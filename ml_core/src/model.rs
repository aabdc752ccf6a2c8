use ndarray::{Array2, ArrayView2};

use crate::MlError;

/// A trainable computational model over a flat parameter buffer.
///
/// A `Model` defines how to evaluate a function and accumulate parameter
/// gradients. It does not:
/// - access datasets,
/// - choose which examples it is trained on,
/// - implement training loops.
pub trait Model {
    /// Returns the number of scalar parameters.
    fn num_params(&self) -> usize;

    /// Computes the model output for a batch, one row per example.
    ///
    /// The model keeps whatever it needs from this pass to run `backward`.
    ///
    /// # Errors
    /// Returns `MlError` if invariants are violated (e.g., shape mismatch).
    fn forward(&mut self, x: ArrayView2<f32>) -> Result<Array2<f32>, MlError>;

    /// Backpropagates `d`, the derivative of the objective with respect to the
    /// output of the last `forward`, and accumulates it into the gradient.
    ///
    /// Implementations must add to the gradient rather than overwrite it.
    ///
    /// # Errors
    /// Returns `MlError` if there was no prior forward pass or shapes differ.
    fn backward(&mut self, d: ArrayView2<f32>) -> Result<(), MlError>;

    /// Resets the accumulated gradient to zero.
    fn zero_grad(&mut self);

    /// Returns the parameters.
    fn params(&self) -> &[f32];

    /// Returns the parameters for writing along with the current gradient.
    fn params_and_grad(&mut self) -> (&mut [f32], &[f32]);
}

• • •

After locating the line that holds "flat parameter buffer.", print it and each line after it through the end of the data, exactly as it stands.

SOLUTION TO THIS PROBLEM:
/// A trainable computational model over a flat parameter buffer.
///
/// A `Model` defines how to evaluate a function and accumulate parameter
/// gradients. It does not:
/// - access datasets,
/// - choose which examples it is trained on,
/// - implement training loops.
pub trait Model {
    /// Returns the number of scalar parameters.
    fn num_params(&self) -> usize;

    /// Computes the model output for a batch, one row per example.
    ///
    /// The model keeps whatever it needs from this pass to run `backward`.
    ///
    /// # Errors
    /// Returns `MlError` if invariants are violated (e.g., shape mismatch).
    fn forward(&mut self, x: ArrayView2<f32>) -> Result<Array2<f32>, MlError>;

    /// Backpropagates `d`, the derivative of the objective with respect to the
    /// output of the last `forward`, and accumulates it into the gradient.
    ///
    /// Implementations must add to the gradient rather than overwrite it.
    ///
    /// # Errors
    /// Returns `MlError` if there was no prior forward pass or shapes differ.
    fn backward(&mut self, d: ArrayView2<f32>) -> Result<(), MlError>;

    /// Resets the accumulated gradient to zero.
    fn zero_grad(&mut self);

    /// Returns the parameters.
    fn params(&self) -> &[f32];

    /// Returns the parameters for writing along with the current gradient.
    fn params_and_grad(&mut self) -> (&mut [f32], &[f32]);
}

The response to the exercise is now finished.